**PROVIDED ENTRIES**
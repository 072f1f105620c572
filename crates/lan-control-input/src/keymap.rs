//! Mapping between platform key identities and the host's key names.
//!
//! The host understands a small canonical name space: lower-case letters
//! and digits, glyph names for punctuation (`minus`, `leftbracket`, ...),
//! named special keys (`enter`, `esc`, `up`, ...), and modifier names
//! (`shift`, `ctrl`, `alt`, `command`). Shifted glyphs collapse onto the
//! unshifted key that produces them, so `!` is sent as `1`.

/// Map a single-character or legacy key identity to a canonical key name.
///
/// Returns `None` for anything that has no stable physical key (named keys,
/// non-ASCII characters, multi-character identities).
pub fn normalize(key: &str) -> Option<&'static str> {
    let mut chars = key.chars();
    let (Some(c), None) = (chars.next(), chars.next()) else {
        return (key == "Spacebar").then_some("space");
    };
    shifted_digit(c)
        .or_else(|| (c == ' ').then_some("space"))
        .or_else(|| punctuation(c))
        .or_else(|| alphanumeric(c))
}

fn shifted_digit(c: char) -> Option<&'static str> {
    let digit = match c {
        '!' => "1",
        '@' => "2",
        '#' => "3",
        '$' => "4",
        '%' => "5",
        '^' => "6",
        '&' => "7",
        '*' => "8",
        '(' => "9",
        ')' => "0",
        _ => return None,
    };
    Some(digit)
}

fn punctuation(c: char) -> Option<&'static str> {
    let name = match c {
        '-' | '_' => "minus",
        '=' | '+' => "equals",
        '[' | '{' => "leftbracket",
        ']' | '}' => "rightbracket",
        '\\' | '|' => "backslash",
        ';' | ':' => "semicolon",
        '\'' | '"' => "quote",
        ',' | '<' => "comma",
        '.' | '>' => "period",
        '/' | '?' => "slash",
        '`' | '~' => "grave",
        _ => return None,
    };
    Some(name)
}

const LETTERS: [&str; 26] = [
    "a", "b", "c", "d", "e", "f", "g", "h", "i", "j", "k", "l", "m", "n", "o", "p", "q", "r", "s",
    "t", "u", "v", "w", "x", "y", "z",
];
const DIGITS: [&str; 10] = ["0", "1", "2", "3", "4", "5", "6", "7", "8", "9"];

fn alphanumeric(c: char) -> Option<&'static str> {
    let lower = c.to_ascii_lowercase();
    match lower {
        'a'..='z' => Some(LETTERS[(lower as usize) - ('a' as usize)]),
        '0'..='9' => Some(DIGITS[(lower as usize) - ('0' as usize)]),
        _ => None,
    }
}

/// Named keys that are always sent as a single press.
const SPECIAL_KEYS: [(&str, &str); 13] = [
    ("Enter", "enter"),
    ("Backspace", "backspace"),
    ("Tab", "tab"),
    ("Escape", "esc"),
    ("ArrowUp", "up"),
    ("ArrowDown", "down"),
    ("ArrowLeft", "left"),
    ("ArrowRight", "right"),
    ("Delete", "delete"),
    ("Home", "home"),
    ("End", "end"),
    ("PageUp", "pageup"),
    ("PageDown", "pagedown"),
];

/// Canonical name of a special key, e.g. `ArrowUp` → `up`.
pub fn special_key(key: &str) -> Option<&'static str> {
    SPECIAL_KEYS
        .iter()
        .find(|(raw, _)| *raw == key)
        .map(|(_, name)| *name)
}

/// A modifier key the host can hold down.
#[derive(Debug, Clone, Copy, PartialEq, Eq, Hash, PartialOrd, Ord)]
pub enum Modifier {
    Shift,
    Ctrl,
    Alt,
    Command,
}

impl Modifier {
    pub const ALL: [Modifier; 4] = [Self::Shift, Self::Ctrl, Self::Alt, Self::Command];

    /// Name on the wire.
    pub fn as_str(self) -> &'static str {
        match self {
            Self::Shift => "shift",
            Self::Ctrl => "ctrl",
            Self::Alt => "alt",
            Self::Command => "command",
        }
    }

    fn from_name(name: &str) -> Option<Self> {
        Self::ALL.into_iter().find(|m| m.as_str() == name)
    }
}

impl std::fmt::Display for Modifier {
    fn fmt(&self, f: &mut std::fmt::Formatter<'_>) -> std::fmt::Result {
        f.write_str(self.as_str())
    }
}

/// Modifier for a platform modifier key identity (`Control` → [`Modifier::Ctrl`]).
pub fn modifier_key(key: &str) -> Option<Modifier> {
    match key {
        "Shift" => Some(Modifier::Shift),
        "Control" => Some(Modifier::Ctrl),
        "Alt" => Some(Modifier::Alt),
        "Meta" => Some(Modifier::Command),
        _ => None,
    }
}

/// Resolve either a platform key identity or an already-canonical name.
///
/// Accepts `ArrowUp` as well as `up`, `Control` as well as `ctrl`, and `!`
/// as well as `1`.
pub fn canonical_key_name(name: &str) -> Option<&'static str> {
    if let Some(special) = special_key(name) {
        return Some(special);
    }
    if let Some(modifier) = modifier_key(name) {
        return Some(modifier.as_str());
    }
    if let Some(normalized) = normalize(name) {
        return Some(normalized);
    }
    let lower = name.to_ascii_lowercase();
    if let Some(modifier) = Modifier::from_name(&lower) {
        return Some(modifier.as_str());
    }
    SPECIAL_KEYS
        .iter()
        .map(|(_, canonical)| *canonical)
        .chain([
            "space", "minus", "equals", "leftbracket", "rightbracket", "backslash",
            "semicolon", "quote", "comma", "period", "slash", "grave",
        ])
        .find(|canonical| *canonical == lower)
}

**EXERCISE**
Exact lines only, please: output the listing from the first line to the line with "and digits, glyph", both included.

**OUTPUT**
repository 072f1f105620c572
filename crates/lan-control-input/src/keymap.rs
//! Mapping between platform key identities and the host's key names.
//!
//! The host understands a small canonical name space: lower-case letters
//! and digits, glyph names for punctuation (`minus`, `leftbracket`, ...),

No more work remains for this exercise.